- Education: Technion – Israel Institute of Technology Weizmann Institute of Science
- Scientific career
- Fields: Computational Materials Science Condensed Matter Theory Quantum Chemistry
- Workplaces: Carnegie Mellon University Tulane University University of Texas at Austin
- Website: www.noamarom.com

= Noa Marom =

Israeli materials scientist and computational physicist

Noa Marom (נועה מרום) is an Israeli materials scientist and computational physicist at Carnegie Mellon University. She was awarded the International Union of Pure and Applied Physics Young Scientist Prize.

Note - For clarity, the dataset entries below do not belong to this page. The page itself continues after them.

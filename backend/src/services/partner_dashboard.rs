//! Referral analytics for a partner's dashboard.

use std::collections::BTreeMap;

use chrono::NaiveDate;
use serde::{Deserialize, Serialize};

use crate::models::{Partner, Referral};

/// How many conversions the dashboard lists.
const RECENT_CONVERSIONS: usize = 5;

#[derive(Debug, Clone, PartialEq, Serialize, Deserialize)]
pub struct DailyRevenue {
    pub date: NaiveDate,
    pub revenue: f64,
}

#[derive(Debug, Clone, PartialEq, Serialize, Deserialize)]
pub struct PartnerDashboard {
    pub referral_code: String,
    pub total_revenue: f64,
    pub active_referrals: usize,
    /// Revenue per UTC day, oldest first
    pub revenue_chart: Vec<DailyRevenue>,
    /// Newest referrals first
    pub recent_conversions: Vec<Referral>,
}

/// `referrals` may come in any order.
pub fn compute_partner_dashboard(partner: &Partner, referrals: &[Referral]) -> PartnerDashboard {
    let mut by_day: BTreeMap<NaiveDate, f64> = BTreeMap::new();
    for referral in referrals {
        *by_day.entry(referral.created_at.date_naive()).or_default() += referral.revenue;
    }

    let mut newest: Vec<Referral> = referrals.to_vec();
    newest.sort_by(|a, b| b.created_at.cmp(&a.created_at).then(b.id.cmp(&a.id)));
    newest.truncate(RECENT_CONVERSIONS);

    PartnerDashboard {
        referral_code: partner.referral_code.clone(),
        total_revenue: referrals.iter().map(|r| r.revenue).sum(),
        active_referrals: referrals.len(),
        revenue_chart: by_day
            .into_iter()
            .map(|(date, revenue)| DailyRevenue { date, revenue })
            .collect(),
        recent_conversions: newest,
    }
}
//! Application state for the HTTP server.

use crate::db::repository::FullRepository;
use crate::services::AccessGranter;
use std::sync::Arc;

/// Shared application state passed to all handlers.
#[derive(Clone)]
pub struct AppState {
    /// Repository holding the administrative records
    pub repository: Arc<dyn FullRepository>,
    /// Absent when no access-grant credentials are configured
    pub access_granter: Option<Arc<AccessGranter>>,
}

impl AppState {
    pub fn new(repository: Arc<dyn FullRepository>) -> Self {
        Self {
            repository,
            access_granter: None,
        }
    }

    pub fn with_access_granter(mut self, granter: Arc<AccessGranter>) -> Self {
        self.access_granter = Some(granter);
        self
    }

    pub fn repo(&self) -> &dyn FullRepository {
        self.repository.as_ref()
    }
}
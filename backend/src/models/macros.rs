/// Defines a newtype ID wrapper around an integer-like scalar (typically `i64`)
/// and generates:
/// - derives (Debug, Copy, Clone, PartialEq, Eq, PartialOrd, Ord, Hash, Serialize, Deserialize)
/// - `Display`
/// - `From<$inner> for $name` and `From<$name> for $inner`
/// - an `ENTITY` label used in error contexts and log lines
///
/// Usage:
///   define_id_type!(i64, FacultyId, "faculty");
#[macro_export]
macro_rules! define_id_type {
    ($inner:ty, $name:ident, $entity:literal) => {
        #[derive(
            Debug,
            Copy,
            Clone,
            PartialEq,
            Eq,
            PartialOrd,
            Ord,
            Hash,
            serde::Serialize,
            serde::Deserialize,
        )]
        #[serde(transparent)]
        pub struct $name(pub $inner);

        impl ::std::fmt::Display for $name {
            fn fmt(&self, f: &mut ::std::fmt::Formatter<'_>) -> ::std::fmt::Result {
                ::std::write!(f, "{}", self.0)
            }
        }

        impl ::std::convert::From<$inner> for $name {
            fn from(v: $inner) -> Self {
                $name(v)
            }
        }

        impl ::std::convert::From<$name> for $inner {
            fn from(v: $name) -> Self {
                v.0
            }
        }

        impl $name {
            pub const ENTITY: &'static str = $entity;

            pub fn new(value: $inner) -> Self {
                $name(value)
            }

            pub fn value(&self) -> $inner {
                self.0
            }
        }
    };
}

== Early life and education ==
Marom studied materials engineering at Technion – Israel Institute of Technology and earned her bachelor's degree in 2003. After graduating, she worked as an application engineer in the Process and Control Division. She joined the Weizmann Institute of Science for her doctoral studies, earning a PhD under the supervision of Leeor Kronik in 2010. Marom won the Shimon Reich Memorial Prize for her PhD thesis. Her doctoral work considered the predictions of dispersion interactions and electronic structure using computational chemistry. She worked on molecules including copper phthalocyanine, azabenzenes and hexagonal boron nitride.

== Research and career ==
Marom joined the University of Texas at Austin as a postdoctoral researcher in 2010. She moved to Tulane University as an assistant professor in physics in 2013. In 2016 Marom was appointed as an assistant professor at Carnegie Mellon University. She is a member of the Pittsburgh Quantum Institute.

Marom develops genetic algorithms that predict the structure of molecular crystals using the principles of survival of the fittest. Marom's work uses density functional theory and many-body perturbation theory to study complex atomic systems. She has investigated the GW approximation for molecules. The materials investigated by Marom can be used for dye-sensitized solar cells.

===Awards and honors===
In 2018 Marom was awarded the International Union of Pure and Applied Physics Young Scientist Prize. She was named as a Fellow of the American Physical Society (APS) in 2025, after a nomination from the APS Division of Computational Physics, "for contributions to computational discovery and design of materials via the development of methods and codes for structure and property prediction of molecular crystals, as well as organic, inorganic, and hybrid interfaces".